» Work task: Whenever the string "example" turns up in a line of the data below, copy that line.

» Saved entries:
::::::::

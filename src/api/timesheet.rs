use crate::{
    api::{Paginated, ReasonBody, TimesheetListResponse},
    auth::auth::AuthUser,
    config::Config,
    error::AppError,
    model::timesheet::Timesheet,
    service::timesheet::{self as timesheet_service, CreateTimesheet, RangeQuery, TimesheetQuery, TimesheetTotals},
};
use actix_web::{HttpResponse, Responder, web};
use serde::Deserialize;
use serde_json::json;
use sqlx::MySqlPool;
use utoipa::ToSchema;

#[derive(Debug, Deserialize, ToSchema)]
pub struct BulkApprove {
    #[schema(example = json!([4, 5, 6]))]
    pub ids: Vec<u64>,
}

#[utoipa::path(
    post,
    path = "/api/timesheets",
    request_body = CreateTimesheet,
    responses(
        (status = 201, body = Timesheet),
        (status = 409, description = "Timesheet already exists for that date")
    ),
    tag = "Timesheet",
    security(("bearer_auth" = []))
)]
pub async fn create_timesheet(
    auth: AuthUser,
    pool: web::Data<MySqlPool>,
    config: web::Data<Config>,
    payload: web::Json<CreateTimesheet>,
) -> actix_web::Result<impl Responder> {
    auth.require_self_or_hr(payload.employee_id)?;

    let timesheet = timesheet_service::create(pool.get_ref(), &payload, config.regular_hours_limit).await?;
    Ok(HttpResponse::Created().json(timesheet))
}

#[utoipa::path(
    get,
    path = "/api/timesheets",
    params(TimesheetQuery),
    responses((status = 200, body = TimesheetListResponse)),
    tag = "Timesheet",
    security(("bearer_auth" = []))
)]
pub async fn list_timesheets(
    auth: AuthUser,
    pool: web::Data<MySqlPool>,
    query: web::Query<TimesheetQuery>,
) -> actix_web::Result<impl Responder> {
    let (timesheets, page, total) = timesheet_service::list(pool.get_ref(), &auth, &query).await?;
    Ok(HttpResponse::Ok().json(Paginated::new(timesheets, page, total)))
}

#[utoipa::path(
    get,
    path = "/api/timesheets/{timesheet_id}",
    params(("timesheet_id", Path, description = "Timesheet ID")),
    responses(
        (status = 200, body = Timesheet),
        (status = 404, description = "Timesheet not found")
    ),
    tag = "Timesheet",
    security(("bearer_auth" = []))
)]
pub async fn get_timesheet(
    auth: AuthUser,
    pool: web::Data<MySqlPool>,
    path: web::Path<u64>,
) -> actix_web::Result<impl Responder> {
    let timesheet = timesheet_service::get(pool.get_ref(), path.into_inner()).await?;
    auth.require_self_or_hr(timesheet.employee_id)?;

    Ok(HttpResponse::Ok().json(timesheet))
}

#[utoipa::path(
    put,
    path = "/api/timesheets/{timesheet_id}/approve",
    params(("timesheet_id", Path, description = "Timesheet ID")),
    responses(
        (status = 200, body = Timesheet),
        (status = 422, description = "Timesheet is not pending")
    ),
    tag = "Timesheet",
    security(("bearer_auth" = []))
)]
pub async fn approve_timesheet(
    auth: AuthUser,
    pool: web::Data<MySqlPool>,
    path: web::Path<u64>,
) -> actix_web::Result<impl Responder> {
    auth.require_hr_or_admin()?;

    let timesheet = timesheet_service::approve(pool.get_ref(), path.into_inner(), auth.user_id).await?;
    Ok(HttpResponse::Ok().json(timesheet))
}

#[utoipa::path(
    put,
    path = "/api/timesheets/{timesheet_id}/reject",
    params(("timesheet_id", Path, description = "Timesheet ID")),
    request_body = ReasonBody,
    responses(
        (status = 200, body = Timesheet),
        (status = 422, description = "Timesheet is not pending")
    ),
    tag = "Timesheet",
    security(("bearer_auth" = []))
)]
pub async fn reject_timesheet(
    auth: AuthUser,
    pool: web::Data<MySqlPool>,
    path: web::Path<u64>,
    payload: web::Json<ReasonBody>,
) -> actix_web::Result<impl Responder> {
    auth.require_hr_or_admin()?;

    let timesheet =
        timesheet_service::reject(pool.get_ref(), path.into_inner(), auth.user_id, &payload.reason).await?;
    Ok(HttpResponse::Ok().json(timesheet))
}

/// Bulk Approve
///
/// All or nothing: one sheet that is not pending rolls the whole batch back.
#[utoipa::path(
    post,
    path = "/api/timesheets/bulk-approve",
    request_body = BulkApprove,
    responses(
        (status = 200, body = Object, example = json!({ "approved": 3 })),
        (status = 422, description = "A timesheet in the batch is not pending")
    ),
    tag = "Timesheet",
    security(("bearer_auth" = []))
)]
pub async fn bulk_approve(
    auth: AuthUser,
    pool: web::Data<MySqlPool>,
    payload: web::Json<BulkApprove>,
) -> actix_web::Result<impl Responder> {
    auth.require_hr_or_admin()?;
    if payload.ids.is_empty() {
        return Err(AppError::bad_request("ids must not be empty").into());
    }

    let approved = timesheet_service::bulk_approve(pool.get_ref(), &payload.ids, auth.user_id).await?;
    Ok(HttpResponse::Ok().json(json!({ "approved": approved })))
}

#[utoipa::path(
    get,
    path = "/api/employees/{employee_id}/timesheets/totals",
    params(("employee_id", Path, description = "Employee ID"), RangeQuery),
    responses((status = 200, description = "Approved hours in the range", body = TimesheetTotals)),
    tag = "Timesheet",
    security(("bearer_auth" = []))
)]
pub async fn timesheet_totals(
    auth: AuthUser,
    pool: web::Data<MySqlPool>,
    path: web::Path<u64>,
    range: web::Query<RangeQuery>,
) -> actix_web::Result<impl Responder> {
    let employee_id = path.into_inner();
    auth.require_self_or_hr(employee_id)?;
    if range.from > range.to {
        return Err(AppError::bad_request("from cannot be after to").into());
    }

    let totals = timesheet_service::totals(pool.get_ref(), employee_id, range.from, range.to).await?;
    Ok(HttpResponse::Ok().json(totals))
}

::::::::

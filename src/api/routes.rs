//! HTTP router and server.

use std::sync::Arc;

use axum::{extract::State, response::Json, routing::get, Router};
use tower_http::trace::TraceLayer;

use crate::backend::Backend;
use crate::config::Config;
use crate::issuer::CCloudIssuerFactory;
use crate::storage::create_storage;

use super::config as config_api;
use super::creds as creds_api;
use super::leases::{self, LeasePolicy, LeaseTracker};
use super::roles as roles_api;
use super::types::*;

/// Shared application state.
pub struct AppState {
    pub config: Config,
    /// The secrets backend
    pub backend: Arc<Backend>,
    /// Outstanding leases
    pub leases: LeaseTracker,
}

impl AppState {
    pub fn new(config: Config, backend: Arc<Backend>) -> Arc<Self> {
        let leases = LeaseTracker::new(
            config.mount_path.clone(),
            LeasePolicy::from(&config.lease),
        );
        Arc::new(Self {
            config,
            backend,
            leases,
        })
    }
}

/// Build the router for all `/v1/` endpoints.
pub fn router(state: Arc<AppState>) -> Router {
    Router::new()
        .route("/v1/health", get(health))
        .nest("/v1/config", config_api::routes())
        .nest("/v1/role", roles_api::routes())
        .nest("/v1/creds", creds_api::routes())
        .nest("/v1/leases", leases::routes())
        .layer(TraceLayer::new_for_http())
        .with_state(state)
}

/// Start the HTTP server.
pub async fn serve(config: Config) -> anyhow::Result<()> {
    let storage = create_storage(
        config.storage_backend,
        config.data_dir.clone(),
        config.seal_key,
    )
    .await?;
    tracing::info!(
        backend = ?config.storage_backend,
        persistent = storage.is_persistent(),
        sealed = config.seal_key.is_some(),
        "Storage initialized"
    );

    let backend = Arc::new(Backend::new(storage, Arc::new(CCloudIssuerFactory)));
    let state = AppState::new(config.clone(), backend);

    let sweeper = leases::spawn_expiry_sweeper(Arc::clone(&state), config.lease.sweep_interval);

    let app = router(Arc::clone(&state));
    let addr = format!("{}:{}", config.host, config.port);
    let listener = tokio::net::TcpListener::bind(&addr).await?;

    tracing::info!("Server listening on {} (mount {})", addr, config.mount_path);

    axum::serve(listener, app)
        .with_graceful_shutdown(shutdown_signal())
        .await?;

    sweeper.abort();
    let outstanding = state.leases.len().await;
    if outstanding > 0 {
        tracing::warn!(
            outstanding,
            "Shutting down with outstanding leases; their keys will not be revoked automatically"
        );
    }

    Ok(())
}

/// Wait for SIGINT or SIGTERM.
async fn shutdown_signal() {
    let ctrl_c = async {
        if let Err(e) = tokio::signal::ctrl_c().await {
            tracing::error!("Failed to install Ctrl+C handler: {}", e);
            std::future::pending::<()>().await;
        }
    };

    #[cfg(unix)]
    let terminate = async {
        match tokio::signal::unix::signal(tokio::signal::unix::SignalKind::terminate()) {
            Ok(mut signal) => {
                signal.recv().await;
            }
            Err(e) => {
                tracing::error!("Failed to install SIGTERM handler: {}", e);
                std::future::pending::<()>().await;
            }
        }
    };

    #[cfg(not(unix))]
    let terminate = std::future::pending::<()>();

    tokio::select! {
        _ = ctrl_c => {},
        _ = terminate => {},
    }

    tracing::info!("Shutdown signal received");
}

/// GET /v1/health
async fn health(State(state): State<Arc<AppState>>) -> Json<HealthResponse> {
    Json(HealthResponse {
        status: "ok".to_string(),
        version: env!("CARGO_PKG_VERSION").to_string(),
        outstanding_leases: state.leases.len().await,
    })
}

::::::::

» Written answer:
    #[schema(example = json!([4, 5, 6]))]
        (status = 200, body = Object, example = json!({ "approved": 3 })),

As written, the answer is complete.